Garda Band may face the music after troupe costs taxpayer €1.8m
The musical band attached to An Garda Siochana cost taxpayers more than €1.8m last year.
Comprising 29 full-time musicians who have garda ranks such as sergeant and inspector, the troupe is not involved in policing duties.
They were paid an average of €60,000 each last year, and racked up travel and subsistence expenses of nearly €52,000.
The spending is likely to come under increased scrutiny after it emerged the band's counterpart representing the Irish Prison Service (IPS) cost just €2,500 to run this year.
IPS Pipe Band members are serving and retired frontline prison staff, who participate in musical activities on a voluntary basis during their time off, and pay for the cost of travel and accommodation themselves.
The group received just €2,500 of taxpayers' money this year, toward the cost of new drums.
A uniform is also provided by the prison service.
It performs at IPS events such as official openings, as well as a wide range of external engagements.
In 2018, the band performed at the National Concert Hall in September, in the Leeds St Patrick's Day parade in March, and at the Mater Hospital earlier this month for the lighting of the Christmas tree.
Similarly, the Garda Band provides music for official functions, as well as playing at events such as the Rose of Tralee Festival, the National Ploughing Championships and the Dublin St Patrick's Day parade.
In addition to salaries and travel expenses, €11,726 was also spent on communications and other equipment for the Garda Band last year, while training, development and incidental expenses amounted to €5,540.
Station services and maintenance of the band's own premises in the Phoenix Park cost €3,228. Almost €80,000 was spent on clothing and accessories for band members in 2016.
The Garda Band has cost taxpayers a total of nearly €7.3m over the past four years, according to figures released under the Freedom of Information Act.
In September, Garda Commissioner Drew Harris announced that overtime and other forms of discretionary spending would have to be cut for the remainder of 2018 due to budgetary constraints.
"Regrettably, An Garda Siochana will significantly exceed the budget this year. This is not a sustainable position," he said.
The Garda Band was established shortly after the foundation of An Garda Siochana in 1922.
It was disbanded in 1965 and its 35 full-time members were told to report for ordinary policing duties.
The decision was taken by the then justice minister Brian Lenihan Snr, who said the band had "outlived its usefulness" and the cost of maintaining it was "excessive, wasteful, and out of all proportion to any purpose served".
However, the band was re-established in 1972 to mark the 50th anniversary of An Garda Siochana, and has remained a part of the force ever since.

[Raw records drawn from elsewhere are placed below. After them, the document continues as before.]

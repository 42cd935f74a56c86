//! Native collaborators for the host system.
//!
//! On Windows the device, driver and registry facilities are backed by WMI
//! and the Win32 registry API. Elsewhere they report [`Error::Unsupported`],
//! which the pipeline degrades like any other source failure. The fallback
//! command and the `serialport` USB catalog work on every platform.

use std::process::Command;
use std::sync::Arc;

use log::{debug, trace};

use crate::{
    error::{Error, Result},
    source::{
        DeviceEntry, DeviceQuery, DriverQuery, FallbackEnumerator, KeyLookup, RegistryReader,
        SignedDriverEntry, Sources, SystemDriverEntry,
    },
};

#[cfg(feature = "native")]
use crate::source::{UsbCatalog, UsbPortEntry};

/// Default fallback command: lists `Win32_SerialPort` device ids.
pub const DEFAULT_FALLBACK_COMMAND: &[&str] = &["wmic", "path", "win32_serialport", "get", "deviceid"];

/// Runs a command and hands back its standard output.
#[derive(Debug, Clone)]
pub struct CommandEnumerator {
    program: String,
    args: Vec<String>,
}

impl CommandEnumerator {
    /// Build from a command line split into program and arguments.
    pub fn new(command: &[impl AsRef<str>]) -> Result<Self> {
        let (program, args) = command
            .split_first()
            .ok_or_else(|| Error::Config("fallback command must not be empty".to_string()))?;
        Ok(Self {
            program: program.as_ref().to_string(),
            args: args
                .iter()
                .map(|a| a.as_ref().to_string())
                .collect(),
        })
    }

    fn command_line(&self) -> String {
        std::iter::once(self.program.as_str())
            .chain(self.args.iter().map(String::as_str))
            .collect::<Vec<_>>()
            .join(" ")
    }
}

impl Default for CommandEnumerator {
    fn default() -> Self {
        Self {
            program: DEFAULT_FALLBACK_COMMAND[0].to_string(),
            args: DEFAULT_FALLBACK_COMMAND[1..]
                .iter()
                .map(|a| (*a).to_string())
                .collect(),
        }
    }
}

impl FallbackEnumerator for CommandEnumerator {
    fn enumerate_raw(&self) -> Result<String> {
        debug!("Running fallback enumeration: {}", self.command_line());
        let output = Command::new(&self.program)
            .args(&self.args)
            .output()
            .map_err(|e| Error::Command {
                command: self.command_line(),
                reason: e.to_string(),
            })?;

        if !output.status.success() {
            return Err(Error::Command {
                command: self.command_line(),
                reason: output.status.to_string(),
            });
        }

        let text = String::from_utf8_lossy(&output.stdout).into_owned();
        trace!("Fallback output: {} byte(s)", text.len());
        Ok(text)
    }
}

/// USB serial ports as reported by the `serialport` crate.
#[cfg(feature = "native")]
#[derive(Debug, Clone, Copy, Default)]
pub struct SerialportCatalog;

#[cfg(feature = "native")]
impl UsbCatalog for SerialportCatalog {
    fn usb_ports(&self) -> Result<Vec<UsbPortEntry>> {
        let ports = serialport::available_ports()?;

        Ok(ports
            .into_iter()
            .filter_map(|p| match p.port_type {
                serialport::SerialPortType::UsbPort(info) => Some(UsbPortEntry {
                    port_name: p.port_name,
                    vid: info.vid,
                    pid: info.pid,
                    serial_number: info.serial_number,
                    manufacturer: info.manufacturer,
                    product: info.product,
                }),
                _ => None,
            })
            .collect())
    }
}

/// Stand-in for facilities this platform does not have.
#[derive(Debug, Clone, Copy, Default)]
pub struct Unsupported;

impl Unsupported {
    fn error(facility: &str) -> Error {
        Error::Unsupported(format!(
            "{facility} is only available on Windows (running on {})",
            std::env::consts::OS
        ))
    }
}

impl DeviceQuery for Unsupported {
    fn devices_named_like(&self, _fragment: &str) -> Result<Vec<DeviceEntry>> {
        Err(Self::error("device inventory"))
    }
}

impl DriverQuery for Unsupported {
    fn system_drivers_named_like(&self, _fragment: &str) -> Result<Vec<SystemDriverEntry>> {
        Err(Self::error("system driver inventory"))
    }

    fn signed_drivers_named_like(&self, _fragment: &str) -> Result<Vec<SignedDriverEntry>> {
        Err(Self::error("signed driver inventory"))
    }
}

impl RegistryReader for Unsupported {
    fn read_string(&self, _key_path: &str, _value_name: &str) -> Result<KeyLookup> {
        Err(Self::error("registry"))
    }
}

impl Sources {
    /// Collaborators for the host system, with `fallback` as the discovery
    /// fallback.
    pub fn native(fallback: CommandEnumerator) -> Self {
        #[cfg(windows)]
        let (devices, drivers, registry): (
            Arc<dyn DeviceQuery>,
            Arc<dyn DriverQuery>,
            Arc<dyn RegistryReader>,
        ) = (
            Arc::new(crate::source::wmi_query::WmiClient),
            Arc::new(crate::source::wmi_query::WmiClient),
            Arc::new(crate::source::registry::RegistryClient),
        );

        #[cfg(not(windows))]
        let (devices, drivers, registry): (
            Arc<dyn DeviceQuery>,
            Arc<dyn DriverQuery>,
            Arc<dyn RegistryReader>,
        ) = (
            Arc::new(Unsupported),
            Arc::new(Unsupported),
            Arc::new(Unsupported),
        );

        #[cfg(feature = "native")]
        let usb: Option<Arc<dyn crate::source::UsbCatalog>> = Some(Arc::new(SerialportCatalog));
        #[cfg(not(feature = "native"))]
        let usb = None;

        Self {
            devices,
            drivers,
            registry,
            fallback: Arc::new(fallback),
            usb,
        }
    }
}
//! # comscan
//!
//! Serial (COM) port discovery and multi-source enrichment.
//!
//! The crate answers "which serial ports exist or have existed on this
//! machine, and what is known about each". It:
//!
//! - discovers port identifiers from the device inventory and a fallback
//!   command, reconciled into one ordered, deduplicated set
//! - enriches each port from independent sources (device inventory,
//!   registry friendly names, driver services, signed drivers, USB ids)
//! - tracks progress across summary and detailed population phases
//! - keeps going when any single source fails, recording why on each record
//!
//! ## Supported Platforms
//!
//! - **Windows**: WMI device/driver queries and registry lookups
//! - **Other hosts**: the fallback command and the USB catalog only; the
//!   Windows-only sources degrade to "unavailable"
//!
//! ## Features
//!
//! - `native` (default): USB descriptor catalog via the `serialport` crate
//! - `serde`: Serialization support for data types
//!
//! ## Example
//!
//! ```rust,no_run
//! use comscan::{InspectorConfig, PortInspector};
//!
//! fn main() -> Result<(), Box<dyn std::error::Error>> {
//!     let inspector = PortInspector::native(InspectorConfig::default())?;
//!
//!     for port in inspector.all_ports_detailed(Some(&mut |percent: f64| {
//!         eprintln!("{percent:.0}%");
//!     })) {
//!         println!("{} present={}", port.port_name, port.is_present);
//!     }
//!
//!     Ok(())
//! }
//! ```

#![warn(missing_docs)]
#![warn(clippy::all)]

use std::sync::{Arc, OnceLock};

pub mod device;
pub mod error;
pub mod format;
pub mod identifier;
pub mod inspector;
pub mod progress;
pub mod record;
pub mod source;

#[cfg(test)]
mod testing;

static INTERRUPT_CHECKER: OnceLock<Arc<dyn Fn() -> bool + Send + Sync>> = OnceLock::new();

/// Register the process-wide interruption checker consulted between ports.
///
/// The checker should return `true` when the current scan should stop
/// (for example after receiving Ctrl-C in CLI applications). Only the first
/// registration takes effect.
pub fn set_interrupt_checker<F>(checker: F)
where
    F: Fn() -> bool + Send + Sync + 'static,
{
    let _ = INTERRUPT_CHECKER.set(Arc::new(checker));
}

/// Returns whether interruption was requested by the embedding application.
#[must_use]
pub fn is_interrupted_requested() -> bool {
    INTERRUPT_CHECKER
        .get()
        .is_some_and(|checker| checker())
}

pub use {
    device::{DeviceKind, UsbIds, extract_usb_ids},
    error::{Degradation, Error, Result},
    identifier::{IdentifierPattern, PortIdentifier},
    inspector::{
        DetailLevel, Discovery, InspectorConfig, PortInspector, PresenceFilter, ScanReport,
    },
    progress::ProgressTracker,
    record::{
        DriverInfo, EnrichmentReport, PortDetails, PortRecord, PortSummary, Stage, Subsystem,
        SystemDetails, UsbDetails,
    },
    source::{
        DeviceEntry, DeviceQuery, DriverQuery, FallbackEnumerator, KeyLookup, RegistryReader,
        SignedDriverEntry, Sources, SystemDriverEntry, UsbCatalog, UsbPortEntry,
        native::CommandEnumerator,
    },
};

#[cfg(test)]
mod tests {
    use super::*;

    #[test]
    fn test_interrupt_checker_default_false() {
        // Nothing in the test suite registers a checker that returns true.
        assert!(!is_interrupted_requested());
    }
}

The garda press office did not respond to a request for comment.
A spokesperson for the IPS confirmed that its pipe band is "mainly self-funding" and that transport, flights, accommodation and other costs outside of the provision of a uniform have been "met from their own funds".
"The Irish Prison Service Pipe Band are excellent ambassadors for the Irish Prison Service and represent the service with distinction," he added.